Me: I'm sorry. I just really, really want to get some help.

Her: Have you been to group therapy?

Me: (sniffling and not bothering to hide my depression) No. Not yet. I have plans to but I need to get my anxiety under control first

Her: Where are you? I mean, what side of town are you on?

(I tell her.)

Her: Can you drive? Do you have a car?

Me: Oh yeah, that's actually not a problem. My husband will allow me to use the car any time I need.

Her: Ok. Could you make it in tomorrow. Do you have about an hour and a half?

Me: (complete shock) What? Oh! You'll see me? Yes! Oh my god. Thank you so much!

At this point, I ran through the house to my desk and took down the information, directions and all. All the while thanking her profusely. Her tone was not AS defensive but it wasn't any kinder either. I thanked her at least six times before I hung up but she never once said "You're Welcome." I have no idea what to expect today when I see her and there is a part of me that is very concerned with how the conversation went. I have no idea what I said to change her mind.. and honestly I seriously doubt I will ask. I am too grateful to have an appointment (so soon even) to care.

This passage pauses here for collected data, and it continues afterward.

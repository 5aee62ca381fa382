//! End-to-end extraction for both source formats.
//!
//! Both pipelines run the same stages in order: resolve the geographic box
//! into native coordinates, pick the source tiles, read the matching window
//! of each tile, and stream the samples into an [`XyzWriter`].

use crate::bbox::{GeoBoundingBox, ProjectedBoundingBox};
use crate::config::ExtractConfig;
use crate::grid::GridTile;
use crate::hgt::{HgtTile, PixelWindow, TileBounds};
use crate::resolve::{resolve, BoundingBoxResolver, HgtPixelResolver, TargetSystem};
use crate::selector::select_tiles;
use crate::serializer::XyzWriter;
use crate::{ExtractError, Result};
use std::io::Write;
use std::path::{Path, PathBuf};
use tracing::{debug, info, warn};

/// Outcome of one extraction run.
#[derive(Debug, Clone, PartialEq)]
pub struct ExtractionReport {
    /// Query box in the dataset's native coordinates.
    pub bbox: ProjectedBoundingBox,
    /// Source files that were read, in reading order.
    pub tiles: Vec<PathBuf>,
    /// Number of samples written.
    pub samples: usize,
}

impl ExtractionReport {
    /// True if no source tile matched the query.
    pub fn no_matching_data(&self) -> bool {
        self.tiles.is_empty()
    }
}

/// Extract `geo` from the Lambert-93 ASCII grid tiles in `dir` into `out`.
///
/// When no tile overlaps the box, `out` receives only the header line and
/// the report lists no tiles.
pub fn extract_grid<P, W>(
    dir: P,
    geo: &GeoBoundingBox,
    config: &ExtractConfig,
    out: &mut W,
) -> Result<ExtractionReport>
where
    P: AsRef<Path>,
    W: Write,
{
    log_query(geo);

    let bbox = resolve(geo, TargetSystem::Lambert93)?;
    info!(
        "Looking for data between map coordinates ({}, {}) and ({}, {})",
        bbox.x_min, bbox.y_min, bbox.x_max, bbox.y_max
    );

    let tiles = select_tiles(dir.as_ref(), &bbox, config)?;
    if tiles.is_empty() {
        warn!(dir = %dir.as_ref().display(), "No matching dataset found");
    } else {
        info!(count = tiles.len(), "Matching datasets found");
        for tile in &tiles {
            info!("  {}", tile.display());
        }
    }

    let mut writer = XyzWriter::new(out)?;
    for path in &tiles {
        let tile = GridTile::open(path)?;
        let written = writer.write_all(tile.samples(&bbox, config.drop_nodata))?;
        debug!(path = %path.display(), samples = written, "Tile extracted");
    }
    let samples = writer.count();
    writer.finish()?;

    Ok(ExtractionReport {
        bbox,
        tiles,
        samples,
    })
}

/// Extract `geo` from the SRTM3 tile at `path` into `out`.
///
/// Output X and Y are the pixel column and row. When the file name is
/// checked, pixels are measured from the named tile's corner, so a box
/// ending on its northern or eastern edge reads the edge row or column.
pub fn extract_hgt<P, W>(
    path: P,
    geo: &GeoBoundingBox,
    config: &ExtractConfig,
    out: &mut W,
) -> Result<ExtractionReport>
where
    P: AsRef<Path>,
    W: Write,
{
    let path = path.as_ref();
    log_query(geo);

    let named_tile = if config.check_hgt_filename {
        check_tile_name(path, geo)?
    } else {
        None
    };
    let resolver = named_tile
        .as_ref()
        .map_or_else(HgtPixelResolver::new, HgtPixelResolver::for_tile);

    let bbox = resolver.resolve(geo)?;
    let window = PixelWindow::from_bbox(&bbox, config.raster_bounds)?;
    info!(
        "Corresponding rectangle in the image is ({}, {}), ({}, {})",
        window.row_min, window.col_min, window.row_max, window.col_max
    );

    let tile = HgtTile::open(path)?;
    let mut writer = XyzWriter::new(out)?;
    writer.write_all(tile.samples(window, config.drop_nodata))?;
    let samples = writer.count();
    writer.finish()?;

    Ok(ExtractionReport {
        bbox,
        tiles: vec![path.to_path_buf()],
        samples,
    })
}

fn log_query(geo: &GeoBoundingBox) {
    info!(
        "Looking for data between latitudes and longitudes ({}, {}) and ({}, {})",
        geo.lat_min, geo.lng_min, geo.lat_max, geo.lng_max
    );
}

/// Fail if the file name names a tile that does not contain `geo`.
///
/// Returns the named tile, or `None` when the name does not follow the SRTM
/// convention.
fn check_tile_name(path: &Path, geo: &GeoBoundingBox) -> Result<Option<TileBounds>> {
    let bounds = match TileBounds::from_filename(path) {
        Ok(bounds) => bounds,
        Err(e) => {
            warn!(error = %e, "Cannot check bounding box against tile name");
            return Ok(None);
        }
    };

    if bounds.contains_box(geo) {
        return Ok(Some(bounds));
    }

    Err(ExtractError::OutsideTile {
        tile: path
            .file_name()
            .map(|name| name.to_string_lossy().into_owned())
            .unwrap_or_default(),
        lat_min: geo.lat_min,
        lng_min: geo.lng_min,
        lat_max: geo.lat_max,
        lng_max: geo.lng_max,
        min_lat: bounds.min_lat,
        max_lat: bounds.max_lat,
        min_lon: bounds.min_lon,
        max_lon: bounds.max_lon,
    })
}
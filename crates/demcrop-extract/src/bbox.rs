//! Bounding box types and interval overlap.

use crate::{ExtractError, Result};

/// Geographic bounding box in WGS84 degrees.
///
/// Corners may be supplied in any order; construction swaps them so that
/// `lat_min <= lat_max` and `lng_min <= lng_max`.
#[derive(Debug, Clone, Copy, PartialEq)]
pub struct GeoBoundingBox {
    /// Southern latitude.
    pub lat_min: f64,
    /// Western longitude.
    pub lng_min: f64,
    /// Northern latitude.
    pub lat_max: f64,
    /// Eastern longitude.
    pub lng_max: f64,
}

impl GeoBoundingBox {
    /// Build a normalized box from two opposing corners.
    ///
    /// Fails if any coordinate is NaN or infinite.
    pub fn new(lat_min: f64, lng_min: f64, lat_max: f64, lng_max: f64) -> Result<Self> {
        for (name, value) in [
            ("lat_min", lat_min),
            ("lng_min", lng_min),
            ("lat_max", lat_max),
            ("lng_max", lng_max),
        ] {
            if !value.is_finite() {
                return Err(ExtractError::InvalidBoundingBox(format!(
                    "{name} is not a finite number ({value})"
                )));
            }
        }

        let (lat_min, lat_max) = ordered(lat_min, lat_max);
        let (lng_min, lng_max) = ordered(lng_min, lng_max);
        Ok(Self {
            lat_min,
            lng_min,
            lat_max,
            lng_max,
        })
    }
}

/// Bounding box in the native coordinates of a dataset.
///
/// Projected meters for the ASCII grid format, pixel row/column for the
/// raster format (`x` is the column, `y` the row).
#[derive(Debug, Clone, Copy, PartialEq)]
pub struct ProjectedBoundingBox {
    /// Minimum X (or column).
    pub x_min: f64,
    /// Minimum Y (or row).
    pub y_min: f64,
    /// Maximum X (or column).
    pub x_max: f64,
    /// Maximum Y (or row).
    pub y_max: f64,
}

impl ProjectedBoundingBox {
    /// Build a box from two transformed corners, sorting each axis.
    ///
    /// A transform can invert the order on one axis, so the axes are sorted
    /// independently.
    pub fn from_corners(a: (f64, f64), b: (f64, f64)) -> Self {
        let (x_min, x_max) = ordered(a.0, b.0);
        let (y_min, y_max) = ordered(a.1, b.1);
        Self {
            x_min,
            y_min,
            x_max,
            y_max,
        }
    }

    /// X extent as an interval.
    pub fn x_range(&self) -> (f64, f64) {
        (self.x_min, self.x_max)
    }

    /// Y extent as an interval.
    pub fn y_range(&self) -> (f64, f64) {
        (self.y_min, self.y_max)
    }

    /// True if the box overlaps the rectangle with strictly positive area
    /// on both axes.
    pub fn overlaps(&self, x: (f64, f64), y: (f64, f64)) -> bool {
        has_overlap(self.x_range(), x) && has_overlap(self.y_range(), y)
    }
}

/// True if the closed intervals `a` and `b` share a segment of positive length.
///
/// Intervals that only touch at an end point do not overlap.
pub fn has_overlap(a: (f64, f64), b: (f64, f64)) -> bool {
    (a.1.min(b.1) - a.0.max(b.0)).max(0.0) > 0.0
}

/// One elevation point.
///
/// For the grid format `x`/`y` are projected coordinates; for the raster
/// format they are the pixel column and row.
#[derive(Debug, Clone, Copy, PartialEq)]
pub struct Sample {
    /// X coordinate or column.
    pub x: f64,
    /// Y coordinate or row.
    pub y: f64,
    /// Elevation.
    pub z: f64,
}

fn ordered(a: f64, b: f64) -> (f64, f64) {
    if a > b {
        (b, a)
    } else {
        (a, b)
    }
}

That whole ordeal exhausted me to the point where I took another Klonapin to help me calm down and then went to lay on the bed to relax. I ended up passing out and sleeping for 3-4 hours. By the time I woke, it was dark out. My "To-Do" list, such as it was, still remains over half unfinished because my body still feels drained from the uncontrollable emotions several hours later. Hell, my muscles are even stiff and sore.

So that was kinda the Bad, The Ugly, and The Good.



However - There is more Good. And it's really, really Good. This Good happened before the call, but I didn't want to talk about it until the end because I really wanted to close my entry with a high note. I had a MAJOR breakthrough today. And I am talking MAJOR, MAJOR Achievement. And I am really proud of myself because this is Amazing.

While I was washing my hands in the bathroom, I was able to look at myself in the mirror and say "I love you."

Not only that, but I said "I believe in you and I forgive you. You are worth loving. You are a good mother. You are a great friend and you are really awesome because even though you are working so hard to better yourself, you are wanting to help heal others. I am proud of you for making yourself the priority though. You do have courage. You do have strength. You always have, even at your worst moments. And I love you.".

I said that to myself while looking in the mirror. AND, I didn't feel stupid. In fact, I felt it sincerely. I BELIEVED IT!

This is a major, MAJOR step for me and I wanted to share it because... Looking in the mirror and even saying "I like you" was something I have never been able to do. Even during my "modeling" phase. In fact, I have never been able to do that in my entire LIFE. I have always hated myself. ALWAYS.

So yeah. I had a Personal Monumental Moment. - I am even considering declaring July 9th a personal holiday that I will celebrate Myself every year. I just need a name for it. I don't want to call it something stupid like "Love Me Day" - but that's basically exactly what it is so it will do for now. So from now on, every July 9th, I will celebrate this occasion. And if I have a job, I will take this day off because it is a day just for me.